10pm: worried no one was awake since I confirmed I’d be there at 8:30, I went looking until I found a tiny back room full of men drinking. Walking hella close to me, they showed me where I should park and remarked “[I] must be an animal.” To attempt such a trip… never mind they’d had to at least see some of the hundreds of other Divide riders passing throughout the past two decades. I can’t say that I felt anything but on edge and intimidated, and had to remind myself I’d grown up working around rural folks and I had made the choice to park here and take the risks this journey necessitated + most people are just living their lives. Knowing I wasn’t an animal, in my brain I parted with 3 weeks of money knowing I could ride one hour, return to the van and disappear. I set one last trap for the 🐭with extra pb, got all my shit together, and set the 6:30 alarm. Luckily, there were 2 people from an online form that I could intersect, as of a couple days ago. 25 degrees, a nice sunrise and a Trump 2020 flag flapping on its pole heralded in my September 15th. I pushed off at 8:05am, saying a prayer the still empty trap get its mouse before it left any untouchable droppings or munched on the sheep’s wool beyond repair. I startled then admired a herd of pronghorns dance through a field and turned North to go as far as possible before retracing my steps (purely so I could say I rode the Divide without a caveat – COVID = no 🇨🇦)

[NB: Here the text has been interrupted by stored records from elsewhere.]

pub mod aggregate;
pub mod budget;
pub mod collector;
pub mod config;
pub mod metrics;
pub mod notify;
pub mod source;
pub mod store;
pub mod window;
pub mod workload;

use thiserror::Error;

#[derive(Debug, Error)]
pub enum Error {
    #[error("Kubernetes error: {0}")]
    Kubernetes(String),
    #[error("Configuration error: {0}")]
    Config(String),
    #[error("Manifest error: {0}")]
    Manifest(String),
    #[error("Invalid quantity: {0}")]
    Quantity(String),
    #[error("IO error: {0}")]
    Io(#[from] std::io::Error),
    #[error("Database migration error: {0}")]
    Migrate(#[from] sqlx::migrate::MigrateError),
    #[error("SQLx error: {0}")]
    Sqlx(#[from] sqlx::Error),
    #[error("JSON error: {0}")]
    SerdeJson(#[from] serde_json::Error),
    #[error("HTTP error: {0}")]
    Http(#[from] reqwest::Error),
    #[error("Internal error: {0}")]
    Internal(String),
}

pub type Result<T> = std::result::Result<T, Error>;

An hour in I was peeing behind a bush loathing the thought of sleeping alone outside at night, a back spasm waiting to happen, and bear country. I didn’t see a way to make it even one day solo so 🤞🏼 I’d find that couple.
Taking my bike back on the road I asked the person slowing to a stop if they knew one of said humans. Knowing who they were because he’d spent the night with them he confirmed he absolutely wasn’t them and that they were well behind. I shook some sense into myself and asked if I could join him. A yes from Travis and my Divide ride was saved. My first ever roadside cooked meal, scrapes, dust, elation, terror, wonder and more later, we chose a grassy field to call it a night. Since he refused to part with his food for lack of bear fear I put up my bivy a good distance from his, leaving everything with scent and calories 1/4 a mi down the road. I settled in for the first starry, starry, night.